Aluminum maker Alcoa (AA | charts | news | PowerRating) revealed that it would explore strategic alternatives for the disposition of its Packaging and Consumer segment.
Alain Belda, CEO said, "Our packaging and consumer business is improving and strengthening. In fact, first quarter earnings more than doubled compared to the prior year as the benefits of our restructuring program are hitting the bottom line. However, now is the right time for us to explore whether these businesses may provide more value on their own or as part of another company."
The segment accounted for about 10%, or $3.2 billion, of the company's revenues and about 3%, or $95 million, of after-tax operating income in 2006.
Businesses that will be included in the review of strategic alternatives include Flexible Packaging, manufacturers of non-rigid packaging materials.
Other businesses for which the company is exploring strategic alternatives include Closure Systems International, a manufacturer of plastic and aluminum packaging closures and Consumer Products, a maker of branded and private label foil.
Alcoa is also reviewing strategic alternatives for Reynolds Food Packaging, makers of stock and custom products for the foodservice, supermarket, food processor and agricultural markets.
In total, these packaging businesses have approximately 10,000 employees in 22 countries around the world.

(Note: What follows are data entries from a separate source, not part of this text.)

//! Streamed speech playback fed by the network side.
//!
//! ```text
//! feed_data ──► Fifo(5) ──read cb──► player ──write cb──► codec
//!                                               │
//!                                    dropped while a prompt plays
//! ```

use std::sync::Arc;
use std::time::Duration;

use parking_lot::Mutex;
use tracing::{error, info, warn};

use super::prompt::PromptGate;
use super::{PlayerFactory, ProcessorState};
use crate::codec::CodecDevice;
use crate::data_bus::{Block, DataBus, Fifo};
use crate::error::{Result, SpeakerError};
use crate::player::{AudioPlayer, MusicInfo, PlayerEvent, PlayerReadFn, PlayerWriteFn};
use crate::sync::Wait;

pub const PLAYBACK_URL: &str = "raw://sdcard/coze.opus";

#[derive(Debug, Clone)]
pub struct PlaybackConfig {
    /// Default: 5.
    pub fifo_blocks: usize,
    /// Default: [`PLAYBACK_URL`].
    pub url: String,
    /// Default: 16 kHz mono 16-bit.
    pub music: MusicInfo,
    /// How long one player read waits for fed data. Default: 50 ms.
    pub read_wait: Duration,
}

impl Default for PlaybackConfig {
    fn default() -> Self {
        Self {
            fifo_blocks: 5,
            url: PLAYBACK_URL.to_string(),
            music: MusicInfo::pcm(16_000, 1, 16),
            read_wait: Duration::from_millis(50),
        }
    }
}

struct Open {
    fifo: Arc<Fifo>,
    player: Arc<dyn AudioPlayer>,
}

pub struct Playback {
    config: PlaybackConfig,
    gate: Arc<PromptGate>,
    play_dev: Arc<dyn CodecDevice>,
    players: PlayerFactory,
    open: Mutex<Option<Open>>,
    state: Mutex<ProcessorState>,
}

impl Playback {
    pub fn new(
        config: PlaybackConfig,
        gate: Arc<PromptGate>,
        play_dev: Arc<dyn CodecDevice>,
        players: PlayerFactory,
    ) -> Self {
        Self {
            config,
            gate,
            play_dev,
            players,
            open: Mutex::new(None),
            state: Mutex::new(ProcessorState::Closed),
        }
    }

    pub fn state(&self) -> ProcessorState {
        *self.state.lock()
    }

    /// Create the FIFO and player. Opening an open playback is a no-op.
    pub fn open(&self) -> Result<()> {
        let mut open = self.open.lock();
        if open.is_some() {
            warn!("playback already open");
            return Ok(());
        }
        let fifo = Arc::new(Fifo::new(self.config.fifo_blocks)?);
        let read = fifo_reader(Arc::clone(&fifo), self.config.read_wait);

        let gate = Arc::clone(&self.gate);
        let dev = Arc::clone(&self.play_dev);
        let write: PlayerWriteFn = Arc::new(move |data: &[u8]| {
            if gate.is_playing() {
                warn!(len = data.len(), "prompt playing, playback frame dropped");
                return Ok(());
            }
            dev.write(data).inspect_err(|e| error!("playback write failed: {e}"))
        });

        let player = (self.players)("playback_player", Some(read), write);
        player.set_event(Some(Arc::new(|ev: &PlayerEvent| match ev {
            PlayerEvent::MusicInfo(info) => {
                info!(rate = info.sample_rate, channels = info.channels, bits = info.bits, "playback info");
            }
            PlayerEvent::State(st) => info!(state = st.as_str(), "playback state"),
        })));
        *open = Some(Open { fifo, player });
        *self.state.lock() = ProcessorState::Idle;
        Ok(())
    }

    /// Stop if playing and release the player. Closing twice is a no-op.
    pub fn close(&self) -> Result<()> {
        let Some(open) = self.open.lock().take() else {
            warn!("playback already closed");
            return Ok(());
        };
        open.fifo.abort();
        open.player.stop()?;
        open.player.set_event(None);
        *self.state.lock() = ProcessorState::Closed;
        info!("playback closed");
        Ok(())
    }

    /// # Errors
    /// `InvalidState` when closed.
    pub fn run(&self) -> Result<()> {
        let player = self.player()?;
        let mut state = self.state.lock();
        if *state == ProcessorState::Playing {
            warn!("playback already running");
            return Ok(());
        }
        player.run(&self.config.url, Some(self.config.music))?;
        *state = ProcessorState::Playing;
        Ok(())
    }

    pub fn stop(&self) -> Result<()> {
        let player = self.player()?;
        let mut state = self.state.lock();
        if *state != ProcessorState::Playing {
            warn!("playback already stopped");
            return Ok(());
        }
        player.stop()?;
        *state = ProcessorState::Idle;
        Ok(())
    }

    /// Queue one block of PCM, blocking while the FIFO is full.
    ///
    /// # Errors
    /// `InvalidState` when closed, `Aborted` when closed while waiting.
    pub fn feed_data(&self, data: &[u8]) -> Result<()> {
        let fifo = self
            .open
            .lock()
            .as_ref()
            .map(|o| Arc::clone(&o.fifo))
            .ok_or_else(|| SpeakerError::InvalidState("playback not open".into()))?;
        let mut blk = Block::default();
        fifo.acquire_write(&mut blk, data.len(), Wait::Forever)
            .inspect_err(|e| error!("playback fifo acquire failed: {e}"))?;
        blk.ensure_len(data.len());
        blk.buf[..data.len()].copy_from_slice(data);
        blk.valid_size = data.len();
        fifo.release_write(&mut blk, Wait::Forever)
    }

    fn player(&self) -> Result<Arc<dyn AudioPlayer>> {
        self.open
            .lock()
            .as_ref()
            .map(|o| Arc::clone(&o.player))
            .ok_or_else(|| SpeakerError::InvalidState("playback not open".into()))
    }
}

impl Drop for Playback {
    fn drop(&mut self) {
        let _ = self.close();
    }
}

impl std::fmt::Debug for Playback {
    fn fmt(&self, f: &mut std::fmt::Formatter<'_>) -> std::fmt::Result {
        f.debug_struct("Playback")
            .field("state", &self.state())
            .field("url", &self.config.url)
            .finish_non_exhaustive()
    }
}

/// Drain FIFO blocks into whatever buffer size the player asks for. The
/// part of a block that does not fit is kept for the next call.
fn fifo_reader(fifo: Arc<Fifo>, wait: Duration) -> PlayerReadFn {
    let leftover = Mutex::new(Vec::<u8>::new());
    Arc::new(move |buf: &mut [u8]| {
        let mut rest = leftover.lock();
        if rest.is_empty() {
            let mut blk = Block::default();
            fifo.acquire_read(&mut blk, buf.len(), Wait::For(wait))?;
            if blk.valid_size == 0 && blk.is_last {
                return Ok(0);
            }
            rest.extend_from_slice(blk.data());
            fifo.release_read(&mut blk, Wait::Immediate)?;
        }
        let n = rest.len().min(buf.len());
        buf[..n].copy_from_slice(&rest[..n]);
        rest.drain(..n);
        Ok(n)
    })
}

Separately, the company noted it would explore strategic alternatives involving its Electrical and Electronic Solutions (formerly the AFL wireharness business), and automotive castings businesses. These businesses had combined 2006 revenues of approximately $1.6 billion and were marginally profitable.
While there can be no assurance that exploration of alternatives will result in any type of transaction, Alcoa believes this initiative should unlock the value in these businesses.
The New York-based company anticipates the process will be completed by the end of 2007.
During the month, Alcoa heralded the first quarter reporting season with an impressive quarterly performance, posting what it claimed to be the strongest first quarter income in its history.
Net income for the recently concluded first quarter was $662 million or 75 cents per share compared to $608 million or 69 cents last year. Alcoa's top-line grew 11% in the first quarter to $7.9 billion from $7.11 billion in the year-ago period, with the company attributing the upside to higher metal prices.
The packaging and consumer segment for the quarter reported a decline in sales, while its after tax operating profits rose to $19 million from $8 million last year due to the result of the restructuring initiatives.
In late January, the company announced a capital restructuring program that includes repurchase of about 10% of its outstanding shares over the next three years, issuance of up to $2 billion of senior notes and an upward revision of its dividend by 13%.